Life Cycles and Seismic Shifts

Just after the 2020 New Year, my daughter and I opened a time capsule from 2000 we had created with her father. It was eerie how it had seemed like yesterday, yet two decades had elapsed since we had buried that duct tape-wrapped plastic tote on Y2K near a tree next to our A-frame cabin at Lake Nacimiento.

Little did we know when dropped mementos like the circa 2000 Sony phone, my published poems, and letters to ourselves in 20 years how drastically our lives would change six months later. I reflected on our two decade journey and was amazed at how different our lives were. My daughter suggested creating another time capsule for the next 20 years but I declined. Maybe I wasn’t sure I’d live another 20 years, or maybe I feared I would be inviting another seismic shift.
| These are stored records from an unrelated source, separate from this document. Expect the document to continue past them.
use std::sync::{Arc, Mutex};

use bytes::Bytes;
use rustc_hash::{FxHashMap, FxHashSet};
use tokio::select;
use tokio::sync::{Notify, RwLock};
use tokio::time::{self, Instant};
use tracing::{debug, error, trace, warn};

use crate::config::GroupsConfig;
use crate::ids::{MemberId, MessageId};
use crate::membership::directory::Group;
use crate::packet::{Packet, PacketType};
use crate::transport::Transport;
use crate::util::safe_converter::PrecheckedCast;

#[derive(Debug, Clone, Eq, PartialEq, thiserror::Error)]
pub enum SendError {
    /// Not all members acknowledged all packets within the send timeout. The message may still
    ///  have been received by some or all of them.
    #[error("message {message_id:?} was not acknowledged in time by {missing:?}")]
    Timeout { message_id: MessageId, missing: Vec<MemberId> },
    #[error("{member:?} is not a local member of group {group_name:?}")]
    NotALocalMember { member: MemberId, group_name: String },
    #[error("message size {size} exceeds the maximum of {max} bytes")]
    MessageTooLarge { size: usize, max: usize },
}

/// Splits a message's payload into packets of at most `max_fragment_payload` payload bytes. The
///  last packet is a MESSAGE_END, all others are MESSAGE_PART. An empty payload results in a
///  single, empty MESSAGE_END packet.
pub fn fragment_message(message_id: MessageId, sender: MemberId, group_name: &str, payload: Bytes, max_fragment_payload: usize) -> Vec<Packet> {
    let max_fragment_payload = max_fragment_payload.max(1);
    let num_fragments = payload.len().div_ceil(max_fragment_payload).max(1);

    (0..num_fragments)
        .map(|i| {
            let start = i * max_fragment_payload;
            let end = (start + max_fragment_payload).min(payload.len());
            Packet {
                message_id,
                sequence_number: i.prechecked_cast(),
                packet_type: if i + 1 == num_fragments { PacketType::MessageEnd } else { PacketType::MessagePart },
                sender,
                group_name: group_name.to_string(),
                payload: payload.slice(start..end),
            }
        })
        .collect()
}

/// A message that is currently being sent, with the members that acknowledged each of its
///  packets
struct OutboundMessage {
    packets: Vec<Packet>,
    /// indexed by sequence number
    acks: Mutex<Vec<FxHashSet<MemberId>>>,
    ack_received: Notify,
}

impl OutboundMessage {
    fn new(packets: Vec<Packet>) -> OutboundMessage {
        let acks = Mutex::new(vec![FxHashSet::default(); packets.len()]);
        OutboundMessage {
            packets,
            acks,
            ack_received: Notify::new(),
        }
    }

    /// returns `true` if this is a new acknowledgement
    fn apply_ack(&self, member: MemberId, sequence_number: u32) -> bool {
        let added = match self.acks.lock() {
            Ok(mut acks) => match acks.get_mut(sequence_number as usize) {
                Some(acked_by) => acked_by.insert(member),
                None => {
                    warn!("acknowledgement for non-existent packet #{} from {:?}", sequence_number, member);
                    false
                }
            },
            Err(_) => false,
        };
        if added {
            self.ack_received.notify_waiters();
        }
        added
    }

    /// The packets that were not yet acknowledged by all of `required`
    fn unacknowledged_packets(&self, required: &FxHashSet<MemberId>) -> Vec<&Packet> {
        match self.acks.lock() {
            Ok(acks) => self.packets.iter()
                .zip(acks.iter())
                .filter(|(_, acked_by)| !acked_by.is_superset(required))
                .map(|(p, _)| p)
                .collect(),
            Err(_) => self.packets.iter().collect(),
        }
    }

    fn is_fully_acknowledged(&self, required: &FxHashSet<MemberId>) -> bool {
        match self.acks.lock() {
            Ok(acks) => acks.iter().all(|acked_by| acked_by.is_superset(required)),
            Err(_) => false,
        }
    }

    fn missing_members(&self, required: &FxHashSet<MemberId>) -> Vec<MemberId> {
        let mut result = match self.acks.lock() {
            Ok(acks) => required.iter()
                .filter(|&m| acks.iter().any(|acked_by| !acked_by.contains(m)))
                .cloned()
                .collect::<Vec<_>>(),
            Err(_) => required.iter().cloned().collect(),
        };
        result.sort();
        result
    }
}

/// Sends messages to all remote members of a group, re-sending unacknowledged packets until
///  every member acknowledged every packet or the send timeout expires.
///
/// The members that must acknowledge a message are the group's remote members when the send
///  starts. Members that leave or are evicted while the send is in progress are no longer
///  required, but members that join are not added.
pub struct ReliableSender {
    config: Arc<GroupsConfig>,
    transport: Arc<dyn Transport>,
    pending: RwLock<FxHashMap<MessageId, Arc<OutboundMessage>>>,
}

impl ReliableSender {
    pub fn new(config: Arc<GroupsConfig>, transport: Arc<dyn Transport>) -> ReliableSender {
        ReliableSender {
            config,
            transport,
            pending: Default::default(),
        }
    }

    pub fn max_fragment_payload(&self, group_name: &str) -> usize {
        self.config.max_packet_size.saturating_sub(Packet::header_len(group_name))
    }

    /// Returns when all remote members of the group acknowledged the message, or fails with
    ///  [SendError::Timeout] after the send timeout.
    pub async fn send(&self, group: &Group, sender: MemberId, payload: Bytes) -> Result<MessageId, SendError> {
        if !group.is_local_member(sender).await {
            return Err(SendError::NotALocalMember { member: sender, group_name: group.name().to_string() });
        }
        if payload.len() > self.config.max_message_size {
            return Err(SendError::MessageTooLarge { size: payload.len(), max: self.config.max_message_size });
        }

        let message_id = MessageId::random();
        let initial_members = group.remote_member_ids().await;
        if initial_members.is_empty() {
            debug!("no remote members in group {:?} - message {:?} is trivially delivered", group.name(), message_id);
            return Ok(message_id);
        }

        let packets = fragment_message(message_id, sender, group.name(), payload, self.max_fragment_payload(group.name()));
        debug!("sending message {:?} to group {:?}: {} packets, {} members", message_id, group.name(), packets.len(), initial_members.len());

        let outbound = Arc::new(OutboundMessage::new(packets));
        self.pending.write().await.insert(message_id, outbound.clone());

        let result = self.do_send(group, message_id, &outbound, &initial_members).await;

        self.pending.write().await.remove(&message_id);
        result.map(|_| message_id)
    }

    async fn do_send(&self, group: &Group, message_id: MessageId, outbound: &OutboundMessage, initial_members: &FxHashSet<MemberId>) -> Result<(), SendError> {
        for round in 0..self.config.num_send_rounds() {
            let required = Self::required_members(group, initial_members).await;
            let unacknowledged = outbound.unacknowledged_packets(&required);
            if unacknowledged.is_empty() {
                debug!("message {:?} acknowledged by all members", message_id);
                return Ok(());
            }

            trace!("message {:?}, round {}: transmitting {} packets", message_id, round, unacknowledged.len());
            for packet in unacknowledged {
                if let Err(e) = self.transport.send(&packet.encode()).await {
                    error!("error sending packet #{} of message {:?}: {}", packet.sequence_number, message_id, e);
                }
            }

            if self.await_acknowledgements(group, outbound, initial_members).await {
                debug!("message {:?} acknowledged by all members", message_id);
                return Ok(());
            }
        }

        let required = Self::required_members(group, initial_members).await;
        let missing = outbound.missing_members(&required);
        if missing.is_empty() {
            return Ok(());
        }
        warn!("message {:?} was not acknowledged in time by {:?}", message_id, missing);
        Err(SendError::Timeout { message_id, missing })
    }

    /// Waits for up to one resend interval, returning `true` as soon as all required members
    ///  acknowledged all packets
    async fn await_acknowledgements(&self, group: &Group, outbound: &OutboundMessage, initial_members: &FxHashSet<MemberId>) -> bool {
        let deadline = Instant::now() + self.config.resend_interval;
        loop {
            // registered before checking so that no acknowledgement or departure is missed in between
            let ack_received = outbound.ack_received.notified();
            let member_removed = group.member_removed();

            let required = Self::required_members(group, initial_members).await;
            if outbound.is_fully_acknowledged(&required) {
                return true;
            }

            select! {
                _ = ack_received => {}
                _ = member_removed => {}
                _ = time::sleep_until(deadline) => return false,
            }
        }
    }

    async fn required_members(group: &Group, initial_members: &FxHashSet<MemberId>) -> FxHashSet<MemberId> {
        let current = group.remote_member_ids().await;
        initial_members.intersection(&current)
            .cloned()
            .collect()
    }

    /// Applies an acknowledgement received from the network. Acknowledgements for messages that
    ///  are not (or no longer) being sent are ignored.
    pub async fn on_acknowledgement(&self, message_id: MessageId, acking_member: MemberId, sequence_number: u32) {
        let outbound = self.pending.read().await.get(&message_id).cloned();
        match outbound {
            Some(outbound) => {
                if outbound.apply_ack(acking_member, sequence_number) {
                    trace!("{:?} acknowledged packet #{} of message {:?}", acking_member, sequence_number, message_id);
                }
            }
            None => trace!("acknowledgement for message {:?} that is not pending - ignoring", message_id),
        }
    }

    pub async fn num_pending(&self) -> usize {
        self.pending.read().await.len()
    }
}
Both 2000 and 2020 involved major moves. Moves we never saw coming at the beginning of those years. Even if we had tried to guess, it would have been a blind shot in the dark. In the Summer of 2000, we moved to Michigan where I’d live for 20 years. In the Fall of 2020, I’d move back to North Dakota, the place of my birth, childhood, and teenage angst.

Each move happened quickly, without much warning or time to consider other options. In 2000 (the dot com gold-rush days), my ex was offered a “once in a lifetime opportunity” with stock options. With dreams of retiring and returning to California, we were all in…then 9/11 happened, our dreams turned to dust, and life was a scramble. This year with the pandemic, the ending of my third marriage, and my daughter’s move to North Dakota, my day job was the only thing keeping me in Michigan. When they gave approval to telework remotely, all systems were go and “Operation Move” was on.

I could never have guessed what was to come for the next 20 years in 2000, just as I couldn’t have guessed what would happen this year, much less the next 20.  The pandemic complicated everything yet without it, I wouldn’t have been approved for remote telework.

Now, after 45 years of living away, I’m home…literally and figuratively.